Stored items
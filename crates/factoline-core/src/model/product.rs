// ── Product domain type ──

use std::borrow::Cow;

use rust_decimal::Decimal;
use serde::{Deserialize, Serialize};

/// Stock above this is shown as `"> 50"`.
pub const STOCK_DISPLAY_CAP: u32 = 50;

/// Stock at or below this triggers the low-stock indicator.
pub const LOW_STOCK_THRESHOLD: u32 = 20;

/// A catalog entry. Field names follow the catalog file shape
/// (`pricePerM3`, `type`, ...).
#[derive(Debug, Clone, PartialEq, Eq, Serialize, Deserialize)]
#[serde(rename_all = "camelCase")]
pub struct Product {
    pub id: String,
    pub title: String,
    pub image: String,
    /// Wood species, compared verbatim against `essence` filter options.
    pub essence: String,
    #[serde(rename = "type")]
    pub kind: String,
    /// Free text; only the first token is a grade (e.g. `QF1a`).
    pub quality: String,
    pub drying: String,
    /// Prefix-comparable, e.g. `27mm` or `27x150mm`.
    pub thickness: String,
    pub lengths: String,
    pub seller: String,
    /// Available volume in m³.
    pub stock: u32,
    pub price_per_m3: Decimal,
    pub currency: String,
}

impl Product {
    /// Every field in its display form, in declaration order.
    ///
    /// This is the complete list the text search scans; adding a field to
    /// `Product` means adding it here too.
    pub fn search_fields(&self) -> [Cow<'_, str>; 13] {
        [
            Cow::Borrowed(self.id.as_str()),
            Cow::Borrowed(self.title.as_str()),
            Cow::Borrowed(self.image.as_str()),
            Cow::Borrowed(self.essence.as_str()),
            Cow::Borrowed(self.kind.as_str()),
            Cow::Borrowed(self.quality.as_str()),
            Cow::Borrowed(self.drying.as_str()),
            Cow::Borrowed(self.thickness.as_str()),
            Cow::Borrowed(self.lengths.as_str()),
            Cow::Borrowed(self.seller.as_str()),
            Cow::Owned(self.stock.to_string()),
            Cow::Owned(self.price_per_m3.to_string()),
            Cow::Borrowed(self.currency.as_str()),
        ]
    }

    /// Stock as displayed on a card: `"> 50"` above the cap, exact otherwise.
    pub fn stock_label(&self) -> String {
        if self.stock > STOCK_DISPLAY_CAP {
            format!("> {STOCK_DISPLAY_CAP}")
        } else {
            self.stock.to_string()
        }
    }

    pub fn is_low_stock(&self) -> bool {
        self.stock <= LOW_STOCK_THRESHOLD
    }

    /// Seller-facing reference, id left-padded to four digits (`SKU-0007`).
    pub fn sku(&self) -> String {
        format!("SKU-{:0>4}", self.id)
    }

    /// Leading grade token of the quality text (`"QF1a Premier choix"` → `"QF1a"`).
    pub fn quality_grade(&self) -> &str {
        self.quality.split(' ').next().unwrap_or_default()
    }

    /// `"{price} {currency}"`, e.g. `"1450 EUR"`.
    pub fn price_label(&self) -> String {
        format!("{} {}", self.price_per_m3, self.currency)
    }
}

EXERCISE DIRECTIONS: Whenever the string "text" shows up in a line of the entries, copy that line.

RESPONSE:
    /// Free text; only the first token is a grade (e.g. `QF1a`).
    /// This is the complete list the text search scans; adding a field to
    /// Leading grade token of the quality text (`"QF1a Premier choix"` → `"QF1a"`).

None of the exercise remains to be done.